Si de nouvelles politiques générales conformes aux principes d’une société démocratique et de la sécurité humaine ont été élaborées, des formulations alarmantes subsistent notamment dans la Politique de sécurité nationale (2012). Au travers de celle-ci, les autorités prétendent promouvoir la sécurité en encourageant des projets d’investissements privés. Dans la même veine, la Doctrine de l’armée a inclus la sécurité intérieure dans ses fonctions. C’est ainsi que les nouvelles formulations ouvrent la porte à des interprétations contradictoires par rapport aux engagements contenus dans les Accords de paix. Toutefois, la publication de PBI Guatemala identifie des mesures positives à l’instar de la création de plusieurs institutions, ainsi que des mécanismes pour évaluer et surveiller la situation des droits humains et protéger les civils et les acteurs de la lutte contre l’impunité. Malgré cela, ces avancées sont aujourd’hui menacées et, dans tous les cas, sont davantage imputables à l’engagement constant des acteurs de la société civile qu’à un profond changement d’attitude de la part du gouvernement.
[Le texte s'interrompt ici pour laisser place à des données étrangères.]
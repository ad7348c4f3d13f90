//! Wire types exchanged with the `FileSystem.Logs` streaming handler.
//!
//! These are serialized as JSON frames (see [`super::codec`]). The bridge
//! encodes one [`LogsRequest`] and then decodes a sequence of
//! [`StreamResult`]s until end-of-stream or an error.

use std::fmt;
use std::str::FromStr;

use serde::{Deserialize, Serialize};

use crate::error::CodedError;

/// Which task log to stream.
#[derive(Debug, Clone, Copy, PartialEq, Eq, Serialize, Deserialize)]
#[serde(rename_all = "lowercase")]
pub enum LogType {
    Stdout,
    Stderr,
}

impl LogType {
    pub fn as_str(self) -> &'static str {
        match self {
            LogType::Stdout => "stdout",
            LogType::Stderr => "stderr",
        }
    }
}

impl fmt::Display for LogType {
    fn fmt(&self, f: &mut fmt::Formatter<'_>) -> fmt::Result {
        f.write_str(self.as_str())
    }
}

impl FromStr for LogType {
    type Err = ();

    fn from_str(s: &str) -> Result<Self, Self::Err> {
        match s {
            "stdout" => Ok(LogType::Stdout),
            "stderr" => Ok(LogType::Stderr),
            _ => Err(()),
        }
    }
}

/// Reference point an offset is applied from.
#[derive(Debug, Default, Clone, Copy, PartialEq, Eq, Serialize, Deserialize)]
#[serde(rename_all = "lowercase")]
pub enum Origin {
    #[default]
    Start,
    End,
}

impl Origin {
    pub fn as_str(self) -> &'static str {
        match self {
            Origin::Start => "start",
            Origin::End => "end",
        }
    }
}

impl fmt::Display for Origin {
    fn fmt(&self, f: &mut fmt::Formatter<'_>) -> fmt::Result {
        f.write_str(self.as_str())
    }
}

impl FromStr for Origin {
    type Err = ();

    fn from_str(s: &str) -> Result<Self, Self::Err> {
        match s {
            "start" => Ok(Origin::Start),
            "end" => Ok(Origin::End),
            _ => Err(()),
        }
    }
}

/// Request to stream a task's log.
#[derive(Clone, PartialEq, Eq, Serialize, Deserialize)]
pub struct LogsRequest {
    pub alloc_id: String,
    pub task: String,
    pub log_type: LogType,
    #[serde(default)]
    pub offset: i64,
    #[serde(default)]
    pub origin: Origin,
    #[serde(default)]
    pub plain_text: bool,
    #[serde(default)]
    pub follow: bool,
    #[serde(default)]
    pub auth_token: String,
}

impl LogsRequest {
    pub fn new(alloc_id: impl Into<String>, task: impl Into<String>, log_type: LogType) -> Self {
        Self {
            alloc_id: alloc_id.into(),
            task: task.into(),
            log_type,
            offset: 0,
            origin: Origin::Start,
            plain_text: false,
            follow: false,
            auth_token: String::new(),
        }
    }
}

impl fmt::Debug for LogsRequest {
    fn fmt(&self, f: &mut fmt::Formatter<'_>) -> fmt::Result {
        let token = if self.auth_token.is_empty() {
            ""
        } else {
            "[REDACTED]"
        };
        f.debug_struct("LogsRequest")
            .field("alloc_id", &self.alloc_id)
            .field("task", &self.task)
            .field("log_type", &self.log_type)
            .field("offset", &self.offset)
            .field("origin", &self.origin)
            .field("plain_text", &self.plain_text)
            .field("follow", &self.follow)
            .field("auth_token", &token)
            .finish()
    }
}

/// Failure reported by the streaming handler itself.
#[derive(Debug, Clone, PartialEq, Eq, Serialize, Deserialize)]
pub struct StreamError {
    #[serde(default)]
    pub code: Option<i64>,
    pub message: String,
}

impl StreamError {
    pub fn new(code: i64, message: impl Into<String>) -> Self {
        Self {
            code: Some(code),
            message: message.into(),
        }
    }

    /// The terminal coded error for this failure. An uncoded failure is a 500.
    pub fn to_coded(&self) -> CodedError {
        match self.code {
            Some(code) => CodedError::from_wire(code, self.message.clone()),
            None => CodedError::new(500, self.message.clone()),
        }
    }
}

impl From<&CodedError> for StreamError {
    fn from(err: &CodedError) -> Self {
        Self::new(i64::from(err.code()), err.message())
    }
}

/// One result on a log stream: payload bytes, or a terminating error.
#[derive(Debug, Clone, Default, PartialEq, Eq, Serialize, Deserialize)]
pub struct StreamResult {
    #[serde(default, with = "base64_bytes", skip_serializing_if = "Vec::is_empty")]
    pub payload: Vec<u8>,
    #[serde(default, skip_serializing_if = "Option::is_none")]
    pub error: Option<StreamError>,
}

impl StreamResult {
    pub fn payload(payload: impl Into<Vec<u8>>) -> Self {
        Self {
            payload: payload.into(),
            error: None,
        }
    }

    pub fn failure(code: i64, message: impl Into<String>) -> Self {
        Self {
            payload: Vec::new(),
            error: Some(StreamError::new(code, message)),
        }
    }
}

/// Serde adapter encoding byte payloads as standard base64 strings.
pub(crate) mod base64_bytes {
    use base64::Engine;
    use base64::engine::general_purpose::STANDARD;
    use serde::{Deserialize, Deserializer, Serializer};

    pub fn serialize<T: AsRef<[u8]>, S: Serializer>(bytes: &T, s: S) -> Result<S::Ok, S::Error> {
        s.serialize_str(&STANDARD.encode(bytes.as_ref()))
    }

    pub fn deserialize<'de, D: Deserializer<'de>>(d: D) -> Result<Vec<u8>, D::Error> {
        let encoded = String::deserialize(d)?;
        STANDARD.decode(encoded).map_err(serde::de::Error::custom)
    }
}
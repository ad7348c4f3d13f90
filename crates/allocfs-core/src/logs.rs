//! The local `FileSystem.Logs` streaming handler.
//!
//! Reads one [`LogsRequest`] from the transport, then tails the requested
//! task log out of the allocation directory, sending each frame as a
//! [`StreamResult`]. With `plain_text` the payload is the raw log bytes;
//! otherwise it is one JSON-encoded [`StreamFrame`] per line.

use tracing::{debug, info, warn};

use allocfs_config::StreamConfig;

use crate::BoxFuture;
use crate::error::CodedError;
use crate::framer::{FrameSink, FramerConfig, StreamFrame, StreamFramer};
use crate::fs::{AllocDir, AllocDirs};
use crate::rpc::{
    BoxTransport, FrameChannel, FrameError, LogsRequest, RequestChannel, StreamResult,
    StreamingHandler,
};
use crate::tail::{self, LogTail, TailError};

/// Sends frames back to the bridge as stream results.
struct ResultSink {
    channel: RequestChannel<BoxTransport>,
    plain: bool,
}

impl ResultSink {
    async fn fail(&mut self, err: &CodedError) {
        let result = StreamResult::failure(i64::from(err.code()), err.message());
        if let Err(e) = self.channel.encode(result).await {
            debug!(error = %e, "could not report log stream failure");
        }
    }
}

impl FrameSink for ResultSink {
    fn send_frame(&mut self, frame: StreamFrame) -> BoxFuture<'_, Result<(), FrameError>> {
        Box::pin(async move {
            let payload = if self.plain {
                frame.data
            } else {
                let mut line = serde_json::to_vec(&frame).map_err(FrameError::Encode)?;
                line.push(b'\n');
                line
            };
            self.channel.encode(StreamResult::payload(payload)).await
        })
    }
}

/// Serves task logs from allocation directories on this host.
#[derive(Debug, Clone)]
pub struct LocalLogs {
    allocs: AllocDirs,
    config: StreamConfig,
}

impl LocalLogs {
    pub fn new(allocs: AllocDirs, config: StreamConfig) -> Self {
        Self { allocs, config }
    }

    async fn serve(&self, conn: BoxTransport) {
        let mut channel: RequestChannel<BoxTransport> = FrameChannel::new(conn);
        let request = match channel.decode().await {
            Ok(request) => request,
            Err(e) => {
                debug!(error = %e, "log stream closed before a request arrived");
                return;
            }
        };
        info!(
            alloc_id = %request.alloc_id,
            task = %request.task,
            log_type = %request.log_type,
            follow = request.follow,
            "streaming task logs"
        );

        let mut sink = ResultSink {
            channel,
            plain: request.plain_text,
        };
        let (dir, start) = match self.locate(&request).await {
            Ok(located) => located,
            Err(err) => {
                sink.fail(&err).await;
                return;
            }
        };

        let tail = LogTail::new(&dir, &request.task, request.log_type)
            .follow(request.follow)
            .poll_interval(self.config.log_poll());
        let mut framer = StreamFramer::new(sink, FramerConfig::from(&self.config));

        match tail.run(&mut framer, start).await {
            Ok(()) => debug!(task = %request.task, "log stream complete"),
            Err(e) if e.is_disconnect() => {
                debug!(task = %request.task, "log stream reader disconnected");
            }
            Err(e) => {
                warn!(task = %request.task, error = %e, "log stream failed");
                let coded = match e {
                    TailError::Fs(fs) => CodedError::from(fs),
                    other => CodedError::new(500, other.to_string()),
                };
                framer.into_inner().fail(&coded).await;
            }
        }
    }

    /// Find the allocation directory and the first byte to stream.
    async fn locate(
        &self,
        request: &LogsRequest,
    ) -> Result<(AllocDir, tail::StartPosition), CodedError> {
        let dir = self.allocs.alloc_dir(&request.alloc_id)?;
        let files = dir.log_files(&request.task, request.log_type).await?;
        let start = tail::start_position(&files, request.origin, request.offset).ok_or_else(|| {
            CodedError::new(
                404,
                format!(
                    "no {} logs found for task {:?}",
                    request.log_type, request.task
                ),
            )
        })?;
        Ok((dir, start))
    }
}

impl StreamingHandler for LocalLogs {
    fn handle(&self, conn: BoxTransport) -> BoxFuture<'_, ()> {
        Box::pin(self.serve(conn))
    }
}

#[cfg(test)]
mod tests {
    use std::time::Duration;

    use pretty_assertions::assert_eq;
    use tempfile::TempDir;

    use super::*;
    use crate::fs::LOG_DIR;
    use crate::pipe;
    use crate::rpc::{LogType, ResultChannel};

    async fn alloc_with_log(body: &[u8]) -> (TempDir, LocalLogs) {
        let tmp = TempDir::new().unwrap();
        let logs = tmp.path().join("a1").join(LOG_DIR);
        tokio::fs::create_dir_all(&logs).await.unwrap();
        tokio::fs::write(logs.join("web.stdout.0"), body).await.unwrap();
        let handler = LocalLogs::new(AllocDirs::new(tmp.path()), StreamConfig::default());
        (tmp, handler)
    }

    async fn collect(handler: LocalLogs, request: LogsRequest) -> Vec<StreamResult> {
        let (local, remote) = pipe::open(64 * 1024);
        let task = tokio::spawn(async move { handler.handle(Box::new(remote)).await });

        let mut bridge: ResultChannel<_> = FrameChannel::new(local);
        bridge.encode(request).await.unwrap();
        let mut results = Vec::new();
        while let Ok(result) = bridge.decode().await {
            results.push(result);
        }
        tokio::time::timeout(Duration::from_secs(5), task)
            .await
            .unwrap()
            .unwrap();
        results
    }

    #[tokio::test]
    async fn test_plain_stream_without_follow() {
        let (_tmp, handler) = alloc_with_log(b"hello\nworld\n").await;
        let mut request = LogsRequest::new("a1", "web", LogType::Stdout);
        request.plain_text = true;

        let results = collect(handler, request).await;
        let body: Vec<u8> = results.into_iter().flat_map(|r| r.payload).collect();
        assert_eq!(body, b"hello\nworld\n");
    }

    #[tokio::test]
    async fn test_framed_payload_is_json_lines() {
        let (_tmp, handler) = alloc_with_log(b"abc").await;
        let request = LogsRequest::new("a1", "web", LogType::Stdout);

        let results = collect(handler, request).await;
        assert_eq!(results.len(), 1);
        let line = &results[0].payload;
        assert_eq!(line.last(), Some(&b'\n'));
        let frame: StreamFrame = serde_json::from_slice(line).unwrap();
        assert_eq!(frame.data, b"abc");
        assert_eq!(frame.offset, 3);
        assert_eq!(frame.file, "alloc/logs/web.stdout.0");
    }

    #[tokio::test]
    async fn test_missing_task_reports_not_found() {
        let (_tmp, handler) = alloc_with_log(b"abc").await;
        let request = LogsRequest::new("a1", "db", LogType::Stderr);

        let results = collect(handler, request).await;
        assert_eq!(results.len(), 1);
        let err = results[0].error.as_ref().unwrap().to_coded();
        assert_eq!(err.code(), 404);
        assert!(err.message().contains("\"db\""));
    }

    #[tokio::test]
    async fn test_unknown_alloc_reports_not_found() {
        let (_tmp, handler) = alloc_with_log(b"abc").await;
        let request = LogsRequest::new("other", "web", LogType::Stdout);

        let results = collect(handler, request).await;
        let err = results[0].error.as_ref().unwrap().to_coded();
        assert_eq!(err.code(), 404);
    }
}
C’est en effet dans la mise en œuvre des Accords que l’on peut identifier de nombreuses lacunes et contradictions. Des actions négatives prévalent sur une mise en œuvre active et consciente de la réforme de la sécurité démocratique. De plus, un discours public diffamatoire et des attaques contre les acteurs de la société civile témoignent de l’accumulation de pouvoir de certains secteurs de la société guatémaltèque qui souhaiteraient maintenir les structures économiques et sociales d’exclusion, la marginalisation et l’inégalité par des politiques répressives et une sécurité antidémocratique. Il y a, dès lors, un énorme fossé entre les compromis et les obligations de l’Etat découlant des Accords de paix et la réalité actuelle.

Recommandations

Afin d’éviter la répétition de violentes réponses de l’Etat aux conflits sociaux assorties de graves violations des droits humains, les mesures contenues dans le chapitre des Garanties de non-répétition, principalement des réformes de l’appareil sécuritaire, ne suffisent pas. Il serait également nécessaire de mettre en place l’ensemble des éléments d’une politique de traitement du passé (vérité, justice, réparations et garanties de non-répétition), de même que des changements structurels agissant sur les causes profondes du conflit.

Vingt ans après leur signature, il demeure extrêmement urgent de mettre en œuvre de manière intégrale tous les compromis des Accords de paix qui impliqueront des changements dans les systèmes économique et social.